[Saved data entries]
//! LUKS Volume Access
//!
//! Read-only access to LUKS1 and LUKS2 encrypted containers from userspace,
//! without device-mapper.
//!
//! # Features
//!
//! - **Header parsing**: LUKS1 binary headers and LUKS2 binary+JSON headers,
//!   with checksum verification and fallback to the secondary LUKS2 header
//! - **Key slot unsealing**: PBKDF2 / Argon2i / Argon2id key derivation,
//!   anti-forensic merge and digest validation
//! - **Decrypting reads**: AES-XTS, AES-CBC (plain, plain64, ESSIV) and
//!   AES-ECB with per-sector IVs
//!
//! # Architecture
//!
//! ```text
//! Store → Device (header) → unseal_volume (KDF → decrypt → AF merge → digest) → Volume → VolumeReader
//! ```
//!
//! # Example
//!
//! ```rust,no_run
//! use luks_volume::{Device, VolumeReader};
//! use std::fs::File;
//!
//! let file = File::open("/dev/sdb1").unwrap();
//! let device = Device::open(&file).unwrap();
//! println!("{} {}", device.version(), device.uuid());
//!
//! let volume = device.unseal_volume(0, b"passphrase").unwrap();
//! let mut reader = VolumeReader::new(&file, &volume).unwrap();
//!
//! let mut sector = vec![0u8; 4096];
//! reader.read_at(&mut sector, 0).unwrap();
//! ```

pub mod config;
pub mod crypto;
pub mod device;
pub mod error;
pub mod header;
pub mod keyslot;
pub mod reader;
pub mod storage;
pub mod volume;

pub use config::ReaderConfig;
pub use device::Device;
pub use error::{Error, ErrorKind, Result};
pub use header::{LuksVersion, Metadata, Token};
pub use reader::VolumeReader;
pub use storage::BackingStore;
pub use volume::Volume;
//! Memory-aligned byte buffers for unbuffered I/O.

use std::ops::{Deref, DerefMut};
use zeroize::Zeroize;

/// A growable buffer whose visible slice starts at an aligned address.
///
/// Contents are wiped when the buffer grows, when [`AlignedBuf::wipe`] is
/// called and on drop.
pub struct AlignedBuf {
    storage: Vec<u8>,
    start: usize,
    len: usize,
    align: usize,
}

impl AlignedBuf {
    /// Create an empty buffer aligned to `align` bytes (a power of two).
    pub fn new(align: usize) -> Self {
        Self {
            storage: Vec::new(),
            start: 0,
            len: 0,
            align: align.max(1),
        }
    }

    /// Create a zeroed buffer of `len` bytes.
    pub fn with_len(len: usize, align: usize) -> Self {
        let mut buf = Self::new(align);
        buf.resize(len);
        buf
    }

    /// Alignment of the visible slice.
    pub fn align(&self) -> usize {
        self.align
    }

    /// Make the visible slice `len` bytes long, reallocating if needed.
    ///
    /// Existing contents are not preserved across a reallocation.
    pub fn resize(&mut self, len: usize) {
        if self.start + len > self.storage.len() {
            self.storage.zeroize();
            self.storage = vec![0u8; len + self.align];
            self.start = match self.storage.as_ptr().align_offset(self.align) {
                offset if offset < self.align => offset,
                _ => 0,
            };
        }
        self.len = len;
    }

    /// Zero the whole allocation.
    pub fn wipe(&mut self) {
        self.storage.zeroize();
        self.start = 0;
        self.len = 0;
    }
}

impl Deref for AlignedBuf {
    type Target = [u8];

    fn deref(&self) -> &[u8] {
        &self.storage[self.start..self.start + self.len]
    }
}

impl DerefMut for AlignedBuf {
    fn deref_mut(&mut self) -> &mut [u8] {
        &mut self.storage[self.start..self.start + self.len]
    }
}

impl Drop for AlignedBuf {
    fn drop(&mut self) {
        self.storage.zeroize();
    }
}
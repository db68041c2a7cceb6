//! Cryptographic primitives for LUKS containers.
//!
//! This module provides:
//! - Hash algorithms by cryptsetup name, with PBKDF2
//! - PBKDF2 and Argon2 key derivation
//! - The anti-forensic splitter
//! - AES sector ciphers (XTS, CBC, ECB)

pub mod af;
mod cipher;
mod hash;
mod kdf;

pub use cipher::{CipherSpec, IvMode, Mode, SectorCipher};
pub use hash::HashAlgorithm;
pub use kdf::{Argon2Variant, Kdf};
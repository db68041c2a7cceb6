//! Passphrase key derivation for key slots.
//!
//! LUKS1 slots always use PBKDF2. LUKS2 slots may use PBKDF2, Argon2i or
//! Argon2id; the variant and its costs come from the slot metadata.

use crate::crypto::hash::HashAlgorithm;
use crate::error::{Error, Result};
use argon2::{Algorithm, Argon2, Params, Version};
use zeroize::Zeroizing;

/// Argon2 flavour.
#[derive(Debug, Clone, Copy, PartialEq, Eq)]
pub enum Argon2Variant {
    Argon2i,
    Argon2id,
}

impl Argon2Variant {
    fn algorithm(self) -> Algorithm {
        match self {
            Argon2Variant::Argon2i => Algorithm::Argon2i,
            Argon2Variant::Argon2id => Algorithm::Argon2id,
        }
    }

    /// Name used in LUKS2 metadata.
    pub fn name(self) -> &'static str {
        match self {
            Argon2Variant::Argon2i => "argon2i",
            Argon2Variant::Argon2id => "argon2id",
        }
    }
}

/// A key derivation function with its cost parameters.
#[derive(Debug, Clone, PartialEq, Eq)]
pub enum Kdf {
    /// PBKDF2 with HMAC over `hash`.
    Pbkdf2 { hash: HashAlgorithm, iterations: u32 },
    /// Argon2 (version 0x13).
    Argon2 {
        variant: Argon2Variant,
        /// Number of passes.
        time: u32,
        /// Memory in KiB.
        memory: u32,
        /// Lanes.
        parallelism: u32,
    },
}

impl Kdf {
    /// Name used in LUKS2 metadata.
    pub fn name(&self) -> &'static str {
        match self {
            Kdf::Pbkdf2 { .. } => "pbkdf2",
            Kdf::Argon2 { variant, .. } => variant.name(),
        }
    }

    /// Derive `len` bytes from `passphrase` and `salt`.
    pub fn derive(&self, passphrase: &[u8], salt: &[u8], len: usize) -> Result<Zeroizing<Vec<u8>>> {
        let mut key = Zeroizing::new(vec![0u8; len]);
        match *self {
            Kdf::Pbkdf2 { hash, iterations } => {
                hash.pbkdf2(passphrase, salt, iterations, &mut key)?;
            }
            Kdf::Argon2 {
                variant,
                time,
                memory,
                parallelism,
            } => {
                let params = Params::new(memory, time, parallelism, Some(len))
                    .map_err(|e| Error::KeyDerivation(e.to_string()))?;

                let argon2 = Argon2::new(variant.algorithm(), Version::V0x13, params);

                argon2
                    .hash_password_into(passphrase, salt, &mut key)
                    .map_err(|e| Error::KeyDerivation(e.to_string()))?;
            }
        }
        Ok(key)
    }
}
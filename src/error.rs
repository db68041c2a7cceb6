//! Error types for LUKS header parsing, unsealing and volume reads.

use thiserror::Error;

/// Result type alias for luks-volume operations.
pub type Result<T> = std::result::Result<T, Error>;

/// Errors that can occur while opening, unsealing or reading a LUKS container.
#[derive(Error, Debug)]
pub enum Error {
    /// I/O error from the backing store.
    #[error("I/O error: {0}")]
    Io(#[from] std::io::Error),

    /// I/O error at a known position of the backing store.
    #[error("failed to read {what} at offset {offset}: {source}")]
    Read {
        what: &'static str,
        offset: u64,
        #[source]
        source: std::io::Error,
    },

    /// Permission denied when opening a raw device.
    #[error("Permission denied: {0}")]
    PermissionDenied(String),

    /// The on-disk magic is not a LUKS magic.
    #[error("Invalid LUKS header: bad magic")]
    InvalidMagic,

    /// The header version is not one this crate understands.
    #[error("Unsupported LUKS header version {0}")]
    UnsupportedVersion(u16),

    /// A LUKS2 binary header failed checksum verification.
    #[error("LUKS2 header at offset {offset} failed checksum verification")]
    ChecksumMismatch { offset: u64 },

    /// The header is truncated or structurally inconsistent.
    #[error("Malformed header: {0}")]
    Format(String),

    /// The LUKS2 JSON metadata could not be decoded.
    #[error("Malformed LUKS2 metadata: {0}")]
    Metadata(String),

    /// Unknown or unsupported cipher, hash, KDF or feature.
    #[error("Unsupported: {0}")]
    Unsupported(String),

    /// Key derivation rejected its parameters.
    #[error("Key derivation error: {0}")]
    KeyDerivation(String),

    /// The recovered key did not match the stored digest.
    #[error("Passphrase does not unlock key slot {slot}")]
    Authentication { slot: usize },

    /// No key slot accepted the passphrase.
    #[error("No key slot accepts this passphrase")]
    NoMatchingSlot,

    /// No active key slot with this id.
    #[error("Key slot {0} not found or disabled")]
    SlotNotFound(usize),

    /// No token with this id.
    #[error("Token {0} not found")]
    TokenNotFound(usize),

    /// Invalid reader configuration.
    #[error("Invalid configuration: {0}")]
    InvalidConfig(String),
}

/// Coarse classification of [`Error`] values.
#[derive(Debug, Clone, Copy, PartialEq, Eq)]
pub enum ErrorKind {
    /// Bad magic, version, checksum, JSON or truncated header. Fatal.
    Format,
    /// Unknown algorithm or feature. Fatal for the operation only.
    Unsupported,
    /// Wrong passphrase for the slot. Callers may try other slots.
    Authentication,
    /// Slot or token absent.
    NotFound,
    /// Backing store failure.
    Io,
    /// Rejected caller-supplied configuration.
    Config,
}

impl Error {
    /// Classify this error.
    pub fn kind(&self) -> ErrorKind {
        match self {
            Error::Io(_) | Error::Read { .. } | Error::PermissionDenied(_) => ErrorKind::Io,
            Error::InvalidMagic
            | Error::UnsupportedVersion(_)
            | Error::ChecksumMismatch { .. }
            | Error::Format(_)
            | Error::Metadata(_)
            | Error::KeyDerivation(_) => ErrorKind::Format,
            Error::Unsupported(_) => ErrorKind::Unsupported,
            Error::Authentication { .. } | Error::NoMatchingSlot => ErrorKind::Authentication,
            Error::SlotNotFound(_) | Error::TokenNotFound(_) => ErrorKind::NotFound,
            Error::InvalidConfig(_) => ErrorKind::Config,
        }
    }

    /// True when the error means "wrong passphrase for this slot".
    pub fn is_authentication(&self) -> bool {
        self.kind() == ErrorKind::Authentication
    }
}

impl From<serde_json::Error> for Error {
    fn from(e: serde_json::Error) -> Self {
        Error::Metadata(e.to_string())
    }
}

impl From<base64::DecodeError> for Error {
    fn from(e: base64::DecodeError) -> Self {
        Error::Metadata(format!("invalid base64: {}", e))
    }
}
use crate::Pid;

/// Sequential packet identifier allocator.
///
/// Owned by one session. The first call returns 1, identifiers increase by
/// one per call and wrap from 65535 back to 1. Identifiers are not tracked
/// after they are issued, so no acknowledgement state lives here.
#[derive(Debug, Clone, Default)]
pub struct PidAllocator {
    last: Option<Pid>,
}

impl PidAllocator {
    pub fn new() -> Self {
        Self::default()
    }

    /// Issue the next packet identifier.
    pub fn next(&mut self) -> Pid {
        let pid = self.peek();
        self.last = Some(pid);
        pid
    }

    /// The identifier the next `next` call will issue.
    pub fn peek(&self) -> Pid {
        match self.last {
            Some(last) => last + 1,
            None => Pid::default(),
        }
    }

    /// The identifier issued by the previous `next` call.
    pub fn last(&self) -> Option<Pid> {
        self.last
    }
}

#[cfg(test)]
mod tests {
    use std::collections::HashSet;

    use super::*;

    #[test]
    fn test_sequential() {
        let mut pids = PidAllocator::new();
        assert_eq!(pids.last(), None);
        assert_eq!(pids.peek().value(), 1);
        assert_eq!(pids.peek().value(), 1);
        assert_eq!(pids.next().value(), 1);
        assert_eq!(pids.next().value(), 2);
        assert_eq!(pids.next().value(), 3);
        assert_eq!(pids.last().map(Pid::value), Some(3));
    }

    #[test]
    fn test_wraparound() {
        let mut pids = PidAllocator::new();
        let mut seen = HashSet::new();
        for expected in 1..=u16::MAX {
            let pid = pids.next();
            assert_eq!(pid.value(), expected);
            assert!(seen.insert(pid));
        }
        assert_eq!(seen.len(), 65535);
        assert_eq!(pids.next().value(), 1);
        assert_eq!(pids.next().value(), 2);
    }
}
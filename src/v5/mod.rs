//! Properties of MQTT v5.0
//!
//! Version 5.0 adds a length prefixed properties block to the variable
//! header of CONNECT, PUBLISH, SUBSCRIBE and UNSUBSCRIBE, and to the will
//! message. The packets themselves live in [`crate::packet`].

mod types;


pub use types::{Properties, Property, PropertyType, UserProperty};
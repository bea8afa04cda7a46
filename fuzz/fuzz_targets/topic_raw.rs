#![no_main]

use libfuzzer_sys::fuzz_target;

use mqtt_frame::packet::{Header, Packet, Subscribe, Unsubscribe};
use mqtt_frame::{header_len, Pid, Protocol, QoS, TopicFilter};

fuzz_target!(|data: &[u8]| {
    let Ok(filter) = TopicFilter::try_from(data) else {
        return;
    };
    let pid = Pid::default();
    let packets: [Packet; 2] = [
        Subscribe::new(pid, vec![(filter.clone(), QoS::Level1.into())]).into(),
        Unsubscribe::new(pid, vec![filter]).into(),
    ];
    for packet in packets {
        for protocol in [Protocol::MqttV311, Protocol::MqttV50] {
            let Ok(frame) = packet.encode(protocol) else {
                continue;
            };
            let header = Header::decode(frame.as_slice()).unwrap();
            assert_eq!(header.typ, packet.get_type());
            assert_eq!(header.remaining_len, frame.len() - header_len(frame.len()));
        }
    }
});
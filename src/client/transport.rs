use std::io;
use std::time::Duration;

#[cfg(feature = "tcp")]
use std::{
    io::{Read, Write},
    net::{Shutdown, TcpStream as StdTcpStream, ToSocketAddrs},
    time::Instant,
};

#[cfg(feature = "tcp")]
use mio::{net::TcpStream, Events, Interest, Poll, Token};

/// The byte pipe a [`Session`](super::Session) talks through.
pub trait Transport {
    /// Send the whole buffer.
    fn send(&mut self, data: &[u8]) -> io::Result<()>;

    /// Wait until data can be read, `false` when the timeout elapsed first.
    fn poll_readable(&mut self, timeout: Duration) -> io::Result<bool>;

    /// Read what is available, at most `max_bytes`. An empty buffer means
    /// the peer closed the connection.
    fn read(&mut self, max_bytes: usize) -> io::Result<Vec<u8>>;

    fn close(&mut self) -> io::Result<()> {
        Ok(())
    }
}

impl<T: Transport + ?Sized> Transport for Box<T> {
    fn send(&mut self, data: &[u8]) -> io::Result<()> {
        (**self).send(data)
    }

    fn poll_readable(&mut self, timeout: Duration) -> io::Result<bool> {
        (**self).poll_readable(timeout)
    }

    fn read(&mut self, max_bytes: usize) -> io::Result<Vec<u8>> {
        (**self).read(max_bytes)
    }

    fn close(&mut self) -> io::Result<()> {
        (**self).close()
    }
}

#[cfg(feature = "tcp")]
const STREAM: Token = Token(0);

/// Non-blocking TCP connection driven by a mio [`Poll`].
#[cfg(feature = "tcp")]
pub struct TcpTransport {
    poll: Poll,
    events: Events,
    stream: Option<TcpStream>,
    write_timeout: Duration,
}

#[cfg(feature = "tcp")]
impl TcpTransport {
    /// Resolve `address` and connect, giving up after `timeout`. The same
    /// timeout bounds a write that can not make progress.
    pub fn connect(address: &str, timeout: Duration) -> io::Result<Self> {
        let addr = address.to_socket_addrs()?.next().ok_or_else(|| {
            io::Error::new(io::ErrorKind::NotFound, "could not resolve address")
        })?;

        let std_stream = StdTcpStream::connect_timeout(&addr, timeout)?;
        std_stream.set_nonblocking(true)?;
        std_stream.set_nodelay(true)?;
        let mut stream = TcpStream::from_std(std_stream);

        let poll = Poll::new()?;
        poll.registry()
            .register(&mut stream, STREAM, Interest::READABLE)?;
        log::debug!("connected to {}", addr);

        Ok(TcpTransport {
            poll,
            events: Events::with_capacity(16),
            stream: Some(stream),
            write_timeout: timeout,
        })
    }

    pub fn is_closed(&self) -> bool {
        self.stream.is_none()
    }

    /// Re-arm `interest` and wait for it. Re-registering reports readiness
    /// that is already pending, so a partially drained socket still wakes.
    fn wait_for(&mut self, interest: Interest, timeout: Duration) -> io::Result<bool> {
        let stream = self.stream.as_mut().ok_or_else(not_connected)?;
        self.poll.registry().reregister(stream, STREAM, interest)?;

        let deadline = Instant::now() + timeout;
        loop {
            let remaining = deadline.saturating_duration_since(Instant::now());
            match self.poll.poll(&mut self.events, Some(remaining)) {
                Ok(()) => {}
                Err(err) if err.kind() == io::ErrorKind::Interrupted => continue,
                Err(err) => return Err(err),
            }
            let ready = self.events.iter().any(|event| {
                event.token() == STREAM
                    && (event.is_error()
                        || if interest.is_readable() {
                            event.is_readable() || event.is_read_closed()
                        } else {
                            event.is_writable() || event.is_write_closed()
                        })
            });
            if ready {
                return Ok(true);
            }
            if Instant::now() >= deadline {
                return Ok(false);
            }
        }
    }
}

#[cfg(feature = "tcp")]
impl Transport for TcpTransport {
    fn send(&mut self, data: &[u8]) -> io::Result<()> {
        let mut written = 0;
        while written < data.len() {
            let stream = self.stream.as_mut().ok_or_else(not_connected)?;
            match stream.write(&data[written..]) {
                Ok(0) => return Err(io::ErrorKind::WriteZero.into()),
                Ok(n) => written += n,
                Err(err) if err.kind() == io::ErrorKind::WouldBlock => {
                    if !self.wait_for(Interest::WRITABLE, self.write_timeout)? {
                        return Err(io::ErrorKind::TimedOut.into());
                    }
                }
                Err(err) if err.kind() == io::ErrorKind::Interrupted => {}
                Err(err) => return Err(err),
            }
        }
        log::trace!("wrote {} bytes", written);
        Ok(())
    }

    fn poll_readable(&mut self, timeout: Duration) -> io::Result<bool> {
        self.wait_for(Interest::READABLE, timeout)
    }

    fn read(&mut self, max_bytes: usize) -> io::Result<Vec<u8>> {
        let stream = self.stream.as_mut().ok_or_else(not_connected)?;
        let mut buf = vec![0u8; max_bytes];
        let n = loop {
            match stream.read(&mut buf) {
                Err(err) if err.kind() == io::ErrorKind::Interrupted => {}
                result => break result?,
            }
        };
        buf.truncate(n);
        Ok(buf)
    }

    fn close(&mut self) -> io::Result<()> {
        if let Some(mut stream) = self.stream.take() {
            if let Err(err) = self.poll.registry().deregister(&mut stream) {
                log::debug!("deregister failed: {}", err);
            }
            match stream.shutdown(Shutdown::Both) {
                Err(err) if err.kind() != io::ErrorKind::NotConnected => return Err(err),
                _ => {}
            }
            log::debug!("connection closed");
        }
        Ok(())
    }
}

#[cfg(feature = "tcp")]
fn not_connected() -> io::Error {
    io::Error::new(io::ErrorKind::NotConnected, "transport closed")
}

### Work to complete
Wherever the string "parameters" appears in the data above, report the whole line.

### Result
/// A key derivation function with its cost parameters.
    /// Key derivation rejected its parameters.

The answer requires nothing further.